When rolling a roll material such as a cold-rolled thin steel sheet with cold rolling, the rolling is to be typically performed with a stabilized sheet running property of the roll material by obtaining a good shape (or flatness) of the roll material while maintaining favorable thickness accuracy in the longitudinal direction and the width direction of the roll material. On the other hand, for the purpose of suppressing fuel consumption with reduced weight and the like, there is an increasing need for a difficult-to-roll material such as a thin hard material with a high load and a thin pre-rolling sheet thickness. During cold rolling of such a difficult-to-roll material, in order to suppress a rolling load, the difficult-to-roll material is thinned by hot rolling in a preceding step and then sent to a cold rolling step.

In recent years, many of the control factors of the cold rolling mill are automatically controlled by an actuator mounted on the cold rolling mill, leading to a decreased opportunity for an operator to set the control factors of the cold rolling mill. However, at the time of cold rolling of the difficult-to-roll material as described above, the sheet crown (thickness distribution in the width direction) greatly fluctuates in the longitudinal direction in some cases. When the sheet crown has greatly fluctuated in the longitudinal direction, it is often difficult to absorb, with automatic control, fluctuations against correction of roll deflection represented by roll gap, work roll bender, intermediate roll shift, and roll expansion by thermal crown of a cold rolling mill, including a rolling load (and an accompanying calculated forward slip ratio and torque).

Therefore, in such a case, the operator sets a pass schedule and a shape control actuator so as not to hinder productivity while satisfying the facility constraint of the cold rolling mill. For this reason, in recent years, the operating speed of the cold rolling mill and resultant productivity are likely to vary depending on the experience and subjectivity of the operator. In such a background, Patent Literature 1 proposes a method of performing learning of past operating conditions using a neural network and performing mill setup of a cold rolling mill using a result of the learning. In addition, Patent Literature 2 proposes a method of performing feedforward control of an edge drop using a sheet thickness profile measured on an entry side of a cold rolling mill.

However, with the method described in Patent Literature 1, even when the cold rolling mill has an optimum operating condition at the time of mill setup, an occurrence of fluctuation of the sheet crown in the longitudinal direction would lead to a large fluctuation in the shape of the roll material on the delivery side of the cold rolling mill. This leads to a possibility of restriction on the rolling speed due to the shape defects or an occurrence of breakage of the roll material in the worst case. On the other hand, with the method described in Patent Literature 2, the sheet thickness profile includes only one cross section in the longitudinal direction and the edge drop is predicted using a linear regression equation, making it difficult to cope with the case of fluctuation of the sheet crown in the longitudinal direction.
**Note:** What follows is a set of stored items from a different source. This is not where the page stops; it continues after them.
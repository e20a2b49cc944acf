//
//  se2-sdk
//  config/endpoints.rs
//
//  Created by Ngonidzashe Mangudya on 2026/01/12.
//  Copyright (c) 2025 IAMNGONI. All rights reserved.
//

//! # Endpoint Configuration Module
//!
//! The SDK talks to three services: the administrative API (tokens,
//! listings, results, tenants, sessions), the builder (templates, drafts,
//! builds) and the executor. [`Endpoints`] holds one validated base URL for
//! each.
//!
//! ## Presets
//!
//! | Constructor | Administrative | Builder | Execution |
//! |-------------|----------------|---------|-----------|
//! | [`Endpoints::local`] | `:8081` | `:8082` | `:8080` |
//! | [`Endpoints::cluster`] | control plane service `:8081` | given URL, scheme forced to https | atmo service `:80` |
//! | [`Endpoints::single`] | host | host | host |
//! | [`Endpoints::custom`] | given | given | given |
//!
//! ## Usage
//!
//! ```rust
//! use se2_sdk::config::{Endpoints, ServerUrl};
//!
//! let local = Endpoints::local();
//! assert_eq!(local.admin.as_str(), "http://local.suborbital.network:8081/");
//!
//! let staging = Endpoints::from(ServerUrl::Staging);
//! assert_eq!(staging.admin, staging.builder);
//! ```

use std::fmt;

use serde::{Deserialize, Serialize};
use url::Url;

use crate::api::common::{ApiError, Result};

/// Hostname used by the docker-compose development stack.
pub const LOCAL_HOST: &str = "local.suborbital.network";

/// Hosted production API.
pub const PRODUCTION_HOST: &str = "https://api.suborbital.network";

/// Hosted staging API.
pub const STAGING_HOST: &str = "https://stg.api.suborbital.network";

const CLUSTER_EXECUTION: &str = "http://scc-atmo-service.suborbital.svc.cluster.local:80";
const CLUSTER_ADMIN: &str = "http://scc-controlplane-service.suborbital.svc.cluster.local:8081";

/// A hosted deployment where one host serves every API.
#[derive(Debug, Clone, Copy, PartialEq, Eq, Serialize, Deserialize)]
#[serde(rename_all = "lowercase")]
pub enum ServerUrl {
    /// The production deployment.
    Production,
    /// The staging deployment.
    Staging,
}

impl ServerUrl {
    /// The base URL of this deployment.
    pub fn as_str(&self) -> &'static str {
        match self {
            Self::Production => PRODUCTION_HOST,
            Self::Staging => STAGING_HOST,
        }
    }
}

impl fmt::Display for ServerUrl {
    fn fmt(&self, f: &mut fmt::Formatter<'_>) -> fmt::Result {
        f.write_str(self.as_str())
    }
}

/// The three service base URLs a client talks to.
#[derive(Debug, Clone, PartialEq, Eq)]
pub struct Endpoints {
    /// Administrative API: tokens, listings, results, tenants, sessions.
    pub admin: Url,
    /// Builder API: features, templates, drafts, builds.
    pub builder: Url,
    /// Execution API: running deployed plugins.
    pub execution: Url,
}

impl Endpoints {
    /// Endpoints for the docker-compose development stack.
    pub fn local() -> Self {
        let at = |port: u16| {
            Url::parse(&format!("http://{}:{}", LOCAL_HOST, port)).expect("static URL")
        };

        Self {
            admin: at(8081),
            builder: at(8082),
            execution: at(8080),
        }
    }

    /// Endpoints from inside the cluster, with the given public builder host.
    ///
    /// The scheme of `builder_host` is always forced to https; host, port
    /// and path are kept as given.
    pub fn cluster(builder_host: &str) -> Result<Self> {
        let mut builder = parse("builder", builder_host)?;
        builder
            .set_scheme("https")
            .map_err(|_| ApiError::InvalidConfig(format!("cannot use https for builder URL '{}'", builder_host)))?;

        Ok(Self {
            admin: parse("admin", CLUSTER_ADMIN)?,
            builder,
            execution: parse("execution", CLUSTER_EXECUTION)?,
        })
    }

    /// Endpoints from three explicit URLs.
    pub fn custom(execution: &str, admin: &str, builder: &str) -> Result<Self> {
        Ok(Self {
            admin: parse("admin", admin)?,
            builder: parse("builder", builder)?,
            execution: parse("execution", execution)?,
        })
    }

    /// Endpoints where a single host serves every API.
    pub fn single(host: &str) -> Result<Self> {
        let url = parse("host", host)?;
        Ok(Self {
            admin: url.clone(),
            builder: url.clone(),
            execution: url,
        })
    }
}

impl From<ServerUrl> for Endpoints {
    fn from(server: ServerUrl) -> Self {
        Self::single(server.as_str()).expect("preset hosts are valid URLs")
    }
}

fn parse(which: &str, raw: &str) -> Result<Url> {
    let url = Url::parse(raw.trim())
        .map_err(|e| ApiError::InvalidConfig(format!("invalid {} URL '{}': {}", which, raw, e)))?;

    match url.scheme() {
        "http" | "https" => Ok(url),
        other => Err(ApiError::InvalidConfig(format!(
            "{} URL must be http or https, got '{}'",
            which, other
        ))),
    }
}
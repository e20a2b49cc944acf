//
//  se2-sdk
//  demos/everything.rs
//
//  Created by Ngonidzashe Mangudya on 2026/01/12.
//  Copyright (c) 2025 IAMNGONI. All rights reserved.
//

//! Walks the whole plugin lifecycle against a live deployment:
//! tenants, builder session, drafts, build, test, promote, execute, results.
//!
//! ```text
//! SE2_ENV_TOKEN=... cargo run --example everything -- --server staging
//! ```

use std::path::PathBuf;
use std::time::Duration;

use anyhow::{bail, Context, Result};
use clap::{Parser, ValueEnum};
use tracing_subscriber::{fmt, prelude::*, EnvFilter};

use se2_sdk::api::Se2Client;
use se2_sdk::config::{Endpoints, SdkConfig, ServerUrl};
use se2_sdk::Plugin;

const NAMESPACE: &str = "everythingns";
const PLUGIN: &str = "everythingbagel";

const SOURCE: &str = r#"import { log } from "@suborbital/plugin";

export const run = (input) => {
    let message = "Hello, " + input;

    message = message.split("").reverse().join("")

    log.info(message);

    return message;
};"#;

#[derive(Debug, Clone, Copy, ValueEnum)]
enum Server {
    Local,
    Staging,
    Production,
}

/// Exercise every SE2 operation end to end
#[derive(Debug, Parser)]
#[command(name = "everything", version = se2_sdk::VERSION)]
struct Args {
    /// Environment access key (falls back to EVERYTHING_TOKEN and SCC_ENV_TOKEN)
    #[arg(long, env = "SE2_ENV_TOKEN", hide_env_values = true)]
    token: Option<String>,

    /// Deployment to talk to; ignored when --config is given
    #[arg(long, value_enum, default_value_t = Server::Staging)]
    server: Server,

    /// Read endpoints and timeouts from this config.toml instead
    #[arg(long)]
    config: Option<PathBuf>,

    /// Template to build from
    #[arg(long, default_value = "javascript")]
    template: String,

    /// Seconds to wait for a promoted plugin to propagate
    #[arg(long, default_value_t = 8)]
    propagation_secs: u64,

    /// Keep the demo tenant instead of deleting it
    #[arg(long)]
    keep_tenant: bool,
}

#[tokio::main]
async fn main() -> Result<()> {
    init_logging();

    let args = Args::parse();
    let client = client(&args)?;

    let tenant_name = format!("everything{}", chrono::Utc::now().format("%Y%m%d%H%M%S"));
    let result = run(&client, &args, &tenant_name).await;

    if !args.keep_tenant {
        header(&format!("deleting tenant '{}'", tenant_name));
        if let Err(e) = client.delete_tenant_by_name(&tenant_name).await {
            eprintln!("cleanup failed: {e}");
        }
    }

    result
}

fn init_logging() {
    let filter = EnvFilter::try_from_env("SE2_DEBUG").unwrap_or_else(|_| EnvFilter::new("warn"));

    tracing_subscriber::registry()
        .with(fmt::layer().with_target(false))
        .with(filter)
        .init();
}

fn client(args: &Args) -> Result<Se2Client> {
    let token = args
        .token
        .clone()
        .or_else(SdkConfig::access_key_from_env)
        .context("no access key: set SE2_ENV_TOKEN or pass --token")?;

    let builder = Se2Client::builder().access_key(token);
    let builder = match &args.config {
        Some(path) => builder.from_config(&SdkConfig::load_from(path)?)?,
        None => builder.endpoints(match args.server {
            Server::Local => Endpoints::local(),
            Server::Staging => ServerUrl::Staging.into(),
            Server::Production => ServerUrl::Production.into(),
        }),
    };

    Ok(builder.build()?)
}

async fn run(client: &Se2Client, args: &Args, tenant_name: &str) -> Result<()> {
    header("tenants");
    let before = client.list_tenants().await?;
    println!("{} tenants visible", before.len());

    let tenant = client
        .create_tenant(tenant_name, "everything demo tenant")
        .await?;
    println!("created {:#?}", tenant);

    let updated = client
        .update_tenant_by_name(tenant_name, "updated description")
        .await?;
    println!("description is now '{}'", updated.description);

    let fetched = client.get_tenant_by_name(tenant_name).await?;
    println!("fetched {} ({})", fetched.name, fetched.id);

    match client.get_tenant_by_name("this-tenant-does-not-exist").await {
        Err(e) if e.is_not_found() => println!("missing tenant reported as not found"),
        other => bail!("expected not found, got {:?}", other),
    }

    header("builder");
    println!("healthy: {}", client.builder_health().await?);
    println!("{:#?}", client.builder_features().await?);

    let templates = client.list_templates().await?;
    if templates.is_empty() {
        bail!("the builder has no templates");
    }
    for template in &templates {
        println!("template {} ({})", template.name, template.lang);
    }

    header(&format!(
        "session for '{}', namespace '{}', plugin '{}'",
        tenant_name, NAMESPACE, PLUGIN
    ));
    let session = client
        .create_session(tenant_name, NAMESPACE, PLUGIN)
        .await?;

    let draft = client.create_plugin_draft(&args.template, &session).await?;
    println!("starter draft ({}):\n{}", draft.lang, draft.contents);

    header("build");
    let built = client.build_plugin(SOURCE, &session).await?;
    println!("{}", built.output_log);
    if !built.succeeded {
        bail!("build failed");
    }

    let draft = client.get_plugin_draft(&session).await?;
    println!("draft matches built source: {}", draft.contents == SOURCE);

    let tested = client.test_plugin_draft("capt picard", &session).await?;
    println!("test result: {} {}", tested.result, tested.error);

    header("promote");
    let mut plugin = Plugin::new(&tenant.environment, tenant_name, NAMESPACE, PLUGIN);
    let promoted = client.promote_draft(&mut plugin, &session).await?;
    println!("live version is {} ({})", promoted.reference, plugin);

    for deployed in client.get_tenant_plugins(tenant_name).await? {
        println!("deployed {} -> {:?}", deployed.fqmn, deployed.to_plugin());
    }

    header("execute");
    tokio::time::sleep(Duration::from_secs(args.propagation_secs)).await;

    let response = client.exec(&plugin, "uh hi").await?;
    println!("{} (request {:?})", response.text(), response.request_id);

    let pinned = client.exec_ref(&promoted.reference, "by reference").await?;
    println!("{}", pinned.text());

    let missing = Plugin::new(&tenant.environment, tenant_name, NAMESPACE, "nothing-here");
    match client.exec(&missing, "").await {
        Err(e) => println!("executing a missing plugin: {e}"),
        Ok(_) => bail!("a missing plugin ran"),
    }

    header("results");
    let editor_token = client.editor_token(&plugin).await?;
    println!("editor token has {} characters", editor_token.len());

    for meta in client.results_metadata(&plugin).await? {
        println!("{} at {} success={}", meta.uuid, meta.timestamp, meta.success);
        let output = client.function_result(&meta.uuid).await?;
        println!("  {}", String::from_utf8_lossy(&output));
    }

    Ok(())
}

fn header(title: &str) {
    println!("\n=== {} ===", title);
}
The present invention has been made in view of the above problems, and one object is to provide a cold rolling mill rolling condition setting method and a cold rolling mill rolling condition setting device capable of setting rolling conditions for performing cold rolling with high productivity while ensuring stability of cold rolling even when rolling a difficult-to-roll material with a high load and a small pre-rolling sheet thickness. Another object of the present invention is to provide a cold rolling method and a cold rolling mill capable of performing cold rolling with high productivity while ensuring stability in cold rolling even when a difficult-to-roll material with a high load and a small pre-rolling sheet thickness is rolled with cold rolling. Still another object of the present invention is to provide a steel sheet manufacturing method capable of manufacturing a steel sheet with high yield.
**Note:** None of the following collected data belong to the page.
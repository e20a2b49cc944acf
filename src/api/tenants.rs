//
//  se2-sdk
//  api/tenants.rs
//
//  Created by Ngonidzashe Mangudya on 2026/01/12.
//  Copyright (c) 2025 IAMNGONI. All rights reserved.
//

//! Tenant management on the administrative API.
//!
//! A tenant's name is its stable external key; only the description can be
//! changed after creation.
//!
//! ```rust,no_run
//! # async fn demo(client: &se2_sdk::api::Se2Client) -> se2_sdk::api::common::Result<()> {
//! let tenant = client.create_tenant("acmeco", "ACME Co. plugins").await?;
//! assert_eq!(tenant.name, "acmeco");
//!
//! client.update_tenant_by_name("acmeco", "renamed description").await?;
//! client.delete_tenant_by_name("acmeco").await?;
//! # Ok(())
//! # }
//! ```

use reqwest::{Method, StatusCode};
use serde::{Deserialize, Serialize};

use crate::api::client::{require, Call, Se2Client, Service};
use crate::api::common::{null_as_empty, Result};

const TENANT_PATH: &str = "/environment/v1/tenant";

/// A tenant as returned by the administrative API.
#[derive(Debug, Clone, PartialEq, Eq, Serialize, Deserialize)]
#[serde(deny_unknown_fields)]
pub struct Tenant {
    /// Server-assigned identifier.
    pub id: String,

    /// Identity provider party the tenant belongs to.
    #[serde(default)]
    pub authorized_party: String,

    /// Environment the tenant lives in.
    #[serde(default)]
    pub environment: String,

    /// Unique tenant name.
    pub name: String,

    /// Free-form description.
    #[serde(default)]
    pub description: String,
}

#[derive(Debug, Deserialize)]
#[serde(deny_unknown_fields)]
struct TenantList {
    #[serde(default, alias = "Tenants", deserialize_with = "null_as_empty")]
    tenants: Vec<Tenant>,
}

#[derive(Debug, Serialize)]
struct DescriptionBody<'a> {
    description: &'a str,
}

impl Se2Client {
    /// Fetches a tenant by name.
    ///
    /// A missing tenant is an [`UnexpectedStatus`](crate::api::common::ApiError::UnexpectedStatus)
    /// error for which `is_not_found()` holds.
    pub async fn get_tenant_by_name(&self, name: &str) -> Result<Tenant> {
        const OP: &str = "get_tenant_by_name";
        require(OP, "tenant name", name)?;

        self.fetch(Call::get(OP, Service::Admin, TENANT_PATH).segment(name))
            .await
    }

    /// Creates a tenant. An empty `description` is left out of the request.
    pub async fn create_tenant(&self, name: &str, description: &str) -> Result<Tenant> {
        const OP: &str = "create_tenant";
        require(OP, "tenant name", name)?;

        let mut call = Call::post(OP, Service::Admin, TENANT_PATH)
            .segment(name)
            .expect(StatusCode::CREATED);
        if !description.is_empty() {
            call = call.json(&DescriptionBody { description })?;
        }

        let tenant: Tenant = self.fetch(call).await?;
        tracing::info!(tenant = %tenant.name, id = %tenant.id, "tenant created");
        Ok(tenant)
    }

    /// Lists the tenants the access key can see.
    pub async fn list_tenants(&self) -> Result<Vec<Tenant>> {
        let list: TenantList = self
            .fetch(Call::get("list_tenants", Service::Admin, TENANT_PATH))
            .await?;
        Ok(list.tenants)
    }

    /// Replaces a tenant's description.
    pub async fn update_tenant_by_name(&self, name: &str, description: &str) -> Result<Tenant> {
        const OP: &str = "update_tenant_by_name";
        require(OP, "tenant name", name)?;

        let call = Call::new(OP, Method::PATCH, Service::Admin, TENANT_PATH)
            .segment(name)
            .json(&DescriptionBody { description })?;

        let tenant: Tenant = self.fetch(call).await?;
        tracing::info!(tenant = %tenant.name, "tenant updated");
        Ok(tenant)
    }

    /// Deletes a tenant.
    ///
    /// Only the `200 OK` status is checked; whatever body the service sends
    /// back is ignored.
    pub async fn delete_tenant_by_name(&self, name: &str) -> Result<()> {
        const OP: &str = "delete_tenant_by_name";
        require(OP, "tenant name", name)?;

        self.execute(Call::new(OP, Method::DELETE, Service::Admin, TENANT_PATH).segment(name))
            .await?;
        tracing::info!(tenant = %name, "tenant deleted");
        Ok(())
    }
}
To solve the problem and achieve the object, a cold rolling mill rolling condition setting method according to the present invention is the method of setting a target rolling condition of a cold rolling mill when a roll target material is rolled by cold rolling using a prediction model that predicts a post-cold rolling state of the roll target material, the prediction model being generated with an explanatory variable and an objective variable, the explanatory variable being first multi-dimensional data obtained by transforming past rolling performance data including pre-cold rolling data of a roll material on an entry side of the cold rolling mill into multi-dimensional data, and the objective variable being post-cold rolling data of the roll material on a delivery side of the cold rolling mill. The method includes: a step of estimating a post-rolling shape of the roll target material on the delivery side of the cold rolling mill by inputting, to the prediction model, second multi-dimensional data generated from information including the pre-cold rolling data of the roll target material on the entry side of the cold rolling mill and a target rolling condition of the cold rolling mill; and a step of changing the target rolling condition of the cold rolling mill such that the estimated post-rolling shape of the roll target material satisfies a predetermined condition.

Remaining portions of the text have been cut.